3. Themes. Stone raises many issues and themes in her book, and the implications of these are not always clear. That is partly because the conditions which she is describing are not necessarily generalized and because the technologies are continually changing and developing, so that the direction they and human society will go is not always clear. Some of the themes and issues that Stone highlights are as follows.

Interaction. pp. 10-12.

Presence. p. 16.

Public and private space. pp. 18-19.

Selves, bodies, and identities.

Multiple identities, personalities, and selves.

Boundaries and closure.

Tool, prosthetic, or cyborg?

Community.

Presence and warranting. p. 16, p. 40, p. 79.

4. Academic approach. In constructing the book in the manner she has, Stone is trying to change the manner in which academic analysis takes place. While she presents conventional academic articles and analyses, her approach may be postmodern in that she juxtaposes "clashing styles, … shifts of mood and voice" (p. 166). Her website http://www.actlab.utexas.edu/~sandy/ provides information concerning her other activities, and she presents her work using a variety of different technologies and approaches.

C. New Technologies

Among the topics and issues in this section are the variety of new technologies, why they might be important in a social sense, and what they might mean in terms of the organization and conduct of contemporary society. Among the types of new technology are computers, the internet, high-speed connections such as fibre optics or satellite, cell phones, software and hardware, chips, data, information, communication, virtual reality simulations or games, robots, and perhaps many more applications of technology. Most or all of these have an electronic base, although some earlier technologies such as telephones, radio, and television also used electronics. Each of these earlier technologies was associated with changes in social organization, and the new technologies will also have an effect on social structure, institutions, and organization.

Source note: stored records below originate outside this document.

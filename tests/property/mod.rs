//! Property-based testing for dircontxt
//!
//! Uses proptest to verify invariants across randomly generated trees,
//! contents and ignore rule lists.

use ::dircontxt::*;
use proptest::prelude::*;
use std::collections::BTreeMap;
use std::fs;
use std::path::Path;
use tempfile::TempDir;

/// Generate relative file paths (0-3 directories deep)
fn path_strategy() -> impl Strategy<Value = String> {
    let dirs = prop::collection::vec(
        prop_oneof!["[a-z]{1,8}", "dir[0-9]{1,2}"],
        0..=3,
    );
    let filename = prop_oneof![
        "file[0-9]{1,3}\\.txt",
        "[a-z]{1,8}\\.(txt|rs|md)",
        "[a-z]{3,10}",
    ];
    (dirs, filename).prop_map(|(dirs, filename)| {
        let mut parts = dirs;
        parts.push(filename);
        parts.join("/")
    })
}

/// Generate random file content
fn content_strategy() -> impl Strategy<Value = Vec<u8>> {
    prop_oneof![
        "[a-zA-Z0-9 \n]{0,500}".prop_map(|s| s.into_bytes()),
        prop::collection::vec(any::<u8>(), 0..2000),
        (any::<u8>(), 1..500usize).prop_map(|(byte, count)| vec![byte; count]),
    ]
}

/// Generate a file set whose paths never collide with each other's directories
fn tree_strategy() -> impl Strategy<Value = BTreeMap<String, Vec<u8>>> {
    prop::collection::btree_map(path_strategy(), content_strategy(), 0..30).prop_map(|files| {
        let paths: Vec<String> = files.keys().cloned().collect();
        files
            .into_iter()
            .filter(|(path, _)| {
                let as_dir = format!("{}/", path);
                !paths.iter().any(|other| other.starts_with(&as_dir))
            })
            .collect()
    })
}

fn materialize(root: &Path, files: &BTreeMap<String, Vec<u8>>) -> anyhow::Result<()> {
    for (rel, content) in files {
        let path = root.join(rel);
        if let Some(parent) = path.parent() {
            fs::create_dir_all(parent)?;
        }
        fs::write(path, content)?;
    }
    Ok(())
}

/// Generate one ignore line with an optional negation and directory marker
fn rule_strategy() -> impl Strategy<Value = String> {
    (
        any::<bool>(),
        prop_oneof!["[a-c]{1,2}", "\\*\\.(txt|rs)", "/[a-c]{1,2}", "[a-c]/[a-c]"],
        any::<bool>(),
    )
        .prop_map(|(negate, body, dir_only)| {
            format!(
                "{}{}{}",
                if negate { "!" } else { "" },
                body,
                if dir_only { "/" } else { "" }
            )
        })
}

proptest! {
    #![proptest_config(ProptestConfig::with_cases(40))]

    /// Every written file is recovered byte-for-byte
    #[test]
    fn archive_round_trip(files in tree_strategy()) {
        let root = TempDir::new().unwrap();
        let out = TempDir::new().unwrap();
        materialize(root.path(), &files).unwrap();

        let rules = IgnoreRules::new();
        let mut walked = walk(root.path(), &rules).unwrap();
        let dest = out.path().join("snap.dircontxt");
        let stats = write_archive(&dest, &mut walked.root).unwrap();
        prop_assert_eq!(stats.files, files.len());

        let mut archive = Archive::open(&dest).unwrap();
        prop_assert_eq!(archive.root(), &walked.root);
        for (rel, content) in &files {
            prop_assert_eq!(&archive.read_path(rel).unwrap(), content);
        }
        let total: u64 = files.values().map(|c| c.len() as u64).sum();
        prop_assert_eq!(archive.content_len(), total);
    }

    /// A tree compared with itself has no changes
    #[test]
    fn compare_is_reflexive(files in tree_strategy()) {
        let root = TempDir::new().unwrap();
        materialize(root.path(), &files).unwrap();

        let walked = walk(root.path(), &IgnoreRules::new()).unwrap();
        prop_assert!(compare(Some(&walked.root), Some(&walked.root)).is_empty());
    }

    /// Comparing against nothing reports every non-root node once
    #[test]
    fn compare_against_empty(files in tree_strategy()) {
        let root = TempDir::new().unwrap();
        materialize(root.path(), &files).unwrap();

        let walked = walk(root.path(), &IgnoreRules::new()).unwrap();
        let nodes = walked.root.iter().count() - 1;

        let added = compare(None, Some(&walked.root));
        prop_assert_eq!(added.len(), nodes);
        prop_assert!(added.entries().iter().all(|e| e.change == ChangeKind::Added));

        let removed = compare(Some(&walked.root), None);
        prop_assert_eq!(removed.counts().removed, nodes);
    }

    /// The last matching rule decides, and negation flips it
    #[test]
    fn last_match_wins(
        lines in prop::collection::vec(rule_strategy(), 1..8),
        path in "[a-c]{1,2}(/[a-c]{1,2}){0,2}(\\.txt|\\.rs)?",
        is_dir in any::<bool>(),
    ) {
        let mut rules = IgnoreRules::new();
        for line in &lines {
            rules.add_pattern(line).unwrap();
        }
        let name = path.rsplit('/').next().unwrap_or(&path);

        let expected = rules
            .rules()
            .iter()
            .rev()
            .find(|rule| rule.matches(&path, name, is_dir))
            .is_some_and(|rule| !rule.is_negated());
        prop_assert_eq!(rules.is_ignored(&path, name, is_dir), expected);

        // Appending the negation of the decisive pattern always re-includes
        let mut with_negation = rules.clone();
        with_negation.add_pattern(&format!("!{}", path)).unwrap();
        prop_assert!(!with_negation.is_ignored(&path, name, is_dir));
    }
}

These new technologies are usually associated with information - the digital organization of information and data, being able to examine and process different data or more data. Many of the technologies are connected with communication - new ways of communicating, increased speed of communication, or new forms of information and data that can be communicated. Some writers and analysts examining the latest technologies argue that these create new forms of space (cyberspace) and new forms of reality (virtual).

Since many of the technologies lead in the direction of communication with others, or transfer of information to others, issues related to how this communication occurs, and what forms of interaction take place with use of these new technologies become important. Within cyberspace and virtual reality, even the question of who the self and the other are is in question. For the individual using the technologies alone, there are also issues such as whether the technology is associated with new cultural outlets (games, internet), saving time (one of the early expectations), more efficient and productive work (allowing the worker to carry out more tasks), new forms of individual-machine interaction (computer games, virtual reality), more problems and stress, and whether or how the machine could change the individual. For this section of the course, think of ways in which individual and group action and interaction may be changed as a result of the new technologies.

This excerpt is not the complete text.